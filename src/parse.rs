use crate::{
    vocabulary::{Binding, Vocabulary},
    BinaryOperation, Expression,
};
use dashu::{
    integer::{IBig, UBig},
    rational::RBig,
};
use smol_str::SmolStr;
use std::{
    fmt::{self, Display, Formatter},
    iter::Peekable,
    ops::Range,
};

/// How deeply parentheses, negations and exponents may be nested.
const MAX_DEPTH: usize = 256;
/// The most tokens a single expression may contain.
const MAX_TOKENS: usize = 1024;

/// Parse an [`Expression`] tree from some text, only accepting the names
/// listed in a [`Vocabulary`].
pub fn parse(s: &str, vocab: &Vocabulary) -> Result<Expression, ParseError> {
    check_references(s, vocab)?;
    Parser::new(s, vocab).parse()
}

/// Scan every identifier in the text and reject the first one which isn't
/// on the allow-list, or the text as a whole if it is too long.
///
/// This runs before the grammar is applied, so something like `import os`
/// is reported as a disallowed reference rather than a syntax error.
fn check_references(s: &str, vocab: &Vocabulary) -> Result<(), ParseError> {
    for (count, token) in Tokens::new(s).enumerate() {
        if count >= MAX_TOKENS {
            return Err(ParseError::TooLong { limit: MAX_TOKENS });
        }

        let token = match token {
            Ok(token) => token,
            Err(_) => continue,
        };

        if token.kind == TokenKind::Identifier
            && vocab.resolve(token.text).is_none()
        {
            return Err(ParseError::DisallowedReference {
                name: token.text.into(),
                span: token.span,
            });
        }
    }

    Ok(())
}

/// A simple recursive descent parser (`LL(1)`) for converting a string into an
/// expression tree.
///
/// The grammar:
///
/// ```text
/// expression     := term (("+" | "-") term)*
///
/// term           := unary (("*" | "/") unary)*
///
/// unary          := "-" unary
///                 | "+" unary
///                 | power
///
/// power          := primary ("^" unary)?
///
/// primary        := NUMBER
///                 | IDENTIFIER "(" expression ")"
///                 | IDENTIFIER
///                 | "(" expression ")"
/// ```
///
/// `**` is lexed as `^`. Every level of nesting passes through `unary`,
/// which is where [`MAX_DEPTH`] is enforced.
#[derive(Debug, Clone)]
pub(crate) struct Parser<'a> {
    tokens: Peekable<Tokens<'a>>,
    vocab: &'a Vocabulary,
    src: &'a str,
    depth: usize,
}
---------------
> [Task brief]:
Word for word, quote all of the data above.

> [Exercise answer]:
filename src/parse.rs
use crate::{
    vocabulary::{Binding, Vocabulary},
    BinaryOperation, Expression,
};
use dashu::{
    integer::{IBig, UBig},
    rational::RBig,
};
use smol_str::SmolStr;
use std::{
    fmt::{self, Display, Formatter},
    iter::Peekable,
    ops::Range,
};

/// How deeply parentheses, negations and exponents may be nested.
const MAX_DEPTH: usize = 256;
/// The most tokens a single expression may contain.
const MAX_TOKENS: usize = 1024;

/// Parse an [`Expression`] tree from some text, only accepting the names
/// listed in a [`Vocabulary`].
pub fn parse(s: &str, vocab: &Vocabulary) -> Result<Expression, ParseError> {
    check_references(s, vocab)?;
    Parser::new(s, vocab).parse()
}

/// Scan every identifier in the text and reject the first one which isn't
/// on the allow-list, or the text as a whole if it is too long.
///
/// This runs before the grammar is applied, so something like `import os`
/// is reported as a disallowed reference rather than a syntax error.
fn check_references(s: &str, vocab: &Vocabulary) -> Result<(), ParseError> {
    for (count, token) in Tokens::new(s).enumerate() {
        if count >= MAX_TOKENS {
            return Err(ParseError::TooLong { limit: MAX_TOKENS });
        }

        let token = match token {
            Ok(token) => token,
            Err(_) => continue,
        };

        if token.kind == TokenKind::Identifier
            && vocab.resolve(token.text).is_none()
        {
            return Err(ParseError::DisallowedReference {
                name: token.text.into(),
                span: token.span,
            });
        }
    }

    Ok(())
}

/// A simple recursive descent parser (`LL(1)`) for converting a string into an
/// expression tree.
///
/// The grammar:
///
/// ```text
/// expression     := term (("+" | "-") term)*
///
/// term           := unary (("*" | "/") unary)*
///
/// unary          := "-" unary
///                 | "+" unary
///                 | power
///
/// power          := primary ("^" unary)?
///
/// primary        := NUMBER
///                 | IDENTIFIER "(" expression ")"
///                 | IDENTIFIER
///                 | "(" expression ")"
/// ```
///
/// `**` is lexed as `^`. Every level of nesting passes through `unary`,
/// which is where [`MAX_DEPTH`] is enforced.
#[derive(Debug, Clone)]
pub(crate) struct Parser<'a> {
    tokens: Peekable<Tokens<'a>>,
    vocab: &'a Vocabulary,
    src: &'a str,
    depth: usize,
}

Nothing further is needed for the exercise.